** WHAT TO DO **
For the entries below, repeat exactly each line starting with the one that contains "path.push(&self.artifact_id);" and going on through the one that contains "segments; whatever follows", and no others.

** PROVIDED INFORMATION **

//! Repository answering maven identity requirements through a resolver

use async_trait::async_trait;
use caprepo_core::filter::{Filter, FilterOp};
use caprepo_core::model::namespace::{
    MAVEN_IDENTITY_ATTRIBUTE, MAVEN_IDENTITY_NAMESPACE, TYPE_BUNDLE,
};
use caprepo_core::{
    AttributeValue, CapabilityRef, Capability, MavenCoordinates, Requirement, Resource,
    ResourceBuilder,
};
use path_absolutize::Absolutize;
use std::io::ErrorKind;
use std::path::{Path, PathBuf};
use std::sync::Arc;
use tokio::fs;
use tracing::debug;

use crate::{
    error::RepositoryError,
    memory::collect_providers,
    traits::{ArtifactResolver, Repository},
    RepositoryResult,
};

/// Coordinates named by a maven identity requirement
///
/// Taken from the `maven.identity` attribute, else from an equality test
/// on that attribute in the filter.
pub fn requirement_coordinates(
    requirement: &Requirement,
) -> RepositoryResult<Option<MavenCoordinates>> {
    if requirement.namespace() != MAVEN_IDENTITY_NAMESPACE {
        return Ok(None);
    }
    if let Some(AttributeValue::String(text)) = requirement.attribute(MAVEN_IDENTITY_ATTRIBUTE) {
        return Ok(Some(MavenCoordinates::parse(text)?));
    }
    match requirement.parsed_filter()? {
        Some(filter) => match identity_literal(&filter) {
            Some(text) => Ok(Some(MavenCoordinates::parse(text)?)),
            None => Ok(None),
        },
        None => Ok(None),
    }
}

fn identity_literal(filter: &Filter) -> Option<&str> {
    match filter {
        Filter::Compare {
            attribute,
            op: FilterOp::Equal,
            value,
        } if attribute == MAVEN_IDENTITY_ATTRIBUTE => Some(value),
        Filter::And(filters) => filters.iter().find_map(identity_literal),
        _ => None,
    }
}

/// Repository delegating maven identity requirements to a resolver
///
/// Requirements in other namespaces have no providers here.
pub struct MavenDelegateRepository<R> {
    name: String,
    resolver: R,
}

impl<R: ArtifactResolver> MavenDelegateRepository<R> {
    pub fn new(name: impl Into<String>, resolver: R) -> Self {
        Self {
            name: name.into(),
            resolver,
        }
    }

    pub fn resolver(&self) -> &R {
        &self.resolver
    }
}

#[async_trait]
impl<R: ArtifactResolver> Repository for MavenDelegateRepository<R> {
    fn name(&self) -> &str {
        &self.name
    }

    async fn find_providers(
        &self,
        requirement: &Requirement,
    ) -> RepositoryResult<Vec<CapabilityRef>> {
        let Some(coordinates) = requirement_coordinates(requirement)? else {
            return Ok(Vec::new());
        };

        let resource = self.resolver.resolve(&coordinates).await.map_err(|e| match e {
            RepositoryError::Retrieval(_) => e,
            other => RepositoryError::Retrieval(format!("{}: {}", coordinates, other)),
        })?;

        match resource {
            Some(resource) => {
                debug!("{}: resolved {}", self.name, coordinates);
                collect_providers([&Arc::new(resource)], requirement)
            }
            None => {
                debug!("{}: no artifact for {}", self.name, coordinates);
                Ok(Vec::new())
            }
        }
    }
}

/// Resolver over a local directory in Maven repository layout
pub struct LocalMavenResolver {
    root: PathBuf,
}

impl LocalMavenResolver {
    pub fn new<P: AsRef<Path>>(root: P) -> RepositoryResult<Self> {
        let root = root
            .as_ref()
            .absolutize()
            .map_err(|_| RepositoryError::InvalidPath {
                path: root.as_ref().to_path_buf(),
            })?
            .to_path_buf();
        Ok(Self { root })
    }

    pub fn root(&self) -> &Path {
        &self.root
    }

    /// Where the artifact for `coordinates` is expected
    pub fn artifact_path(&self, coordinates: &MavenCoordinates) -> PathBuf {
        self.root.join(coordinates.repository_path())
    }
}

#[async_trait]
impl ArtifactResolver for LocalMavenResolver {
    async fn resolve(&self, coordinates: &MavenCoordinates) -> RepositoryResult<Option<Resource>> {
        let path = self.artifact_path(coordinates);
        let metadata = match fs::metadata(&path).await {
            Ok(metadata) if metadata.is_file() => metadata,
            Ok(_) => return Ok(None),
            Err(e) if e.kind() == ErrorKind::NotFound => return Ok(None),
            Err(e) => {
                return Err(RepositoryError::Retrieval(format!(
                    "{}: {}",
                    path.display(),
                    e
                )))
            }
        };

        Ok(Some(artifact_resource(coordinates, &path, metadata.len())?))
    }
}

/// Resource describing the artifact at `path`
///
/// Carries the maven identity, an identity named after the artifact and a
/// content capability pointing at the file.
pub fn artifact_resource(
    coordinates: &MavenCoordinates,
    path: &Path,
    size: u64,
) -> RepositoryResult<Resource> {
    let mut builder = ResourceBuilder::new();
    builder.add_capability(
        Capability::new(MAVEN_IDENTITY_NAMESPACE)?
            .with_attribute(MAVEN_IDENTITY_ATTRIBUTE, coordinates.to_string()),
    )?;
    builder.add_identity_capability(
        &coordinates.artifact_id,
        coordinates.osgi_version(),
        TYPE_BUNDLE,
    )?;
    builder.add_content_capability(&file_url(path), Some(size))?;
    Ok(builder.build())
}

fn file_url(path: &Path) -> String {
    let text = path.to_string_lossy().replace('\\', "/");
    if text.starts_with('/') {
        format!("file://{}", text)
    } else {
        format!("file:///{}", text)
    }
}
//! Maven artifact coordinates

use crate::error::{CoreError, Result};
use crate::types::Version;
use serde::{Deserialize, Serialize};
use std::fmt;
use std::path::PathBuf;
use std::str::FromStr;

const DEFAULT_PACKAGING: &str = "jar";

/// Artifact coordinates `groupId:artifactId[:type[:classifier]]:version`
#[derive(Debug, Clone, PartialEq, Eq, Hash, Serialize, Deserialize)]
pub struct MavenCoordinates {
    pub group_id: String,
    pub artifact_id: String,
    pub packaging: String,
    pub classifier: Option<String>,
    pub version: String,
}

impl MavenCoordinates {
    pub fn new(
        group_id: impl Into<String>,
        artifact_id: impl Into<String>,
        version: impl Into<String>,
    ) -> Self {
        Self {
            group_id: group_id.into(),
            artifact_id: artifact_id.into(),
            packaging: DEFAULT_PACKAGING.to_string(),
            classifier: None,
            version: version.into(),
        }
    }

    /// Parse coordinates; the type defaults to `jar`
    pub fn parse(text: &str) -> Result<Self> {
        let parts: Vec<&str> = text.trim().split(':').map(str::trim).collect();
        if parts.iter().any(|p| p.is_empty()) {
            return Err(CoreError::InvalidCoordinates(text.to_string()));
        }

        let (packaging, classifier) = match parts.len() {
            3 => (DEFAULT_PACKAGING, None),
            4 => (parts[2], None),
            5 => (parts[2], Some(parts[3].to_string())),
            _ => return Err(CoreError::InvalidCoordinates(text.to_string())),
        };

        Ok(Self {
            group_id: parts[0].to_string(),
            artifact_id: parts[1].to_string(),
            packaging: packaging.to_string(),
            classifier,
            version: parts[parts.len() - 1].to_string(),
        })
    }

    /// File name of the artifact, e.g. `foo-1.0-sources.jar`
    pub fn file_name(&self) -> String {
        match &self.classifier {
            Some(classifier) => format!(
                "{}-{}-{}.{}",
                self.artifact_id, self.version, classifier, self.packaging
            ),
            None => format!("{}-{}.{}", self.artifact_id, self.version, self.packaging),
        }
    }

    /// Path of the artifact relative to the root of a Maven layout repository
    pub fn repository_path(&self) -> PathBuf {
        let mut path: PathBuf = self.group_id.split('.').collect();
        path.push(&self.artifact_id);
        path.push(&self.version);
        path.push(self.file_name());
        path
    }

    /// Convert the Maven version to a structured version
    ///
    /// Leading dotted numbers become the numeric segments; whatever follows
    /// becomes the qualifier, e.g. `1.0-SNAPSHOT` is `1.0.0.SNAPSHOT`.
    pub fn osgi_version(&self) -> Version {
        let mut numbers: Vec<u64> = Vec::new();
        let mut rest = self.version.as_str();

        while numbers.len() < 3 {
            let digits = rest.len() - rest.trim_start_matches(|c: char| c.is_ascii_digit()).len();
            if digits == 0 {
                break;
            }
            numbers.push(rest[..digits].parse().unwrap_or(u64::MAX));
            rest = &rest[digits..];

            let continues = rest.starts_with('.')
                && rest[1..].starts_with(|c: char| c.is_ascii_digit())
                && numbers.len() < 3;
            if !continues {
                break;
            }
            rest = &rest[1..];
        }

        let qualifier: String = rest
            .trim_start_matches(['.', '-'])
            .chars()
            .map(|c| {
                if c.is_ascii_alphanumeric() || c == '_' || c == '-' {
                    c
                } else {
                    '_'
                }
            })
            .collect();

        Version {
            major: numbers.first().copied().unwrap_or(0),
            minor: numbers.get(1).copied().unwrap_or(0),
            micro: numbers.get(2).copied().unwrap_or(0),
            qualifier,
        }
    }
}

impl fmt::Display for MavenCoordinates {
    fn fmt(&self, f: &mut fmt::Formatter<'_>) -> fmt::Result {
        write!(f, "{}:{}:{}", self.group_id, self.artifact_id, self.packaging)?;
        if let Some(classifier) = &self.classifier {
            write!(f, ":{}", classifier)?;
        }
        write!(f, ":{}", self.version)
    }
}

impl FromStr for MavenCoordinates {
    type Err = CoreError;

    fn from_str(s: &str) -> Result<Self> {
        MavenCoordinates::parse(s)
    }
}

** EXPECTED ANSWER **
        path.push(&self.artifact_id);
        path.push(&self.version);
        path.push(self.file_name());
        path
    }

    /// Convert the Maven version to a structured version
    ///
    /// Leading dotted numbers become the numeric segments; whatever follows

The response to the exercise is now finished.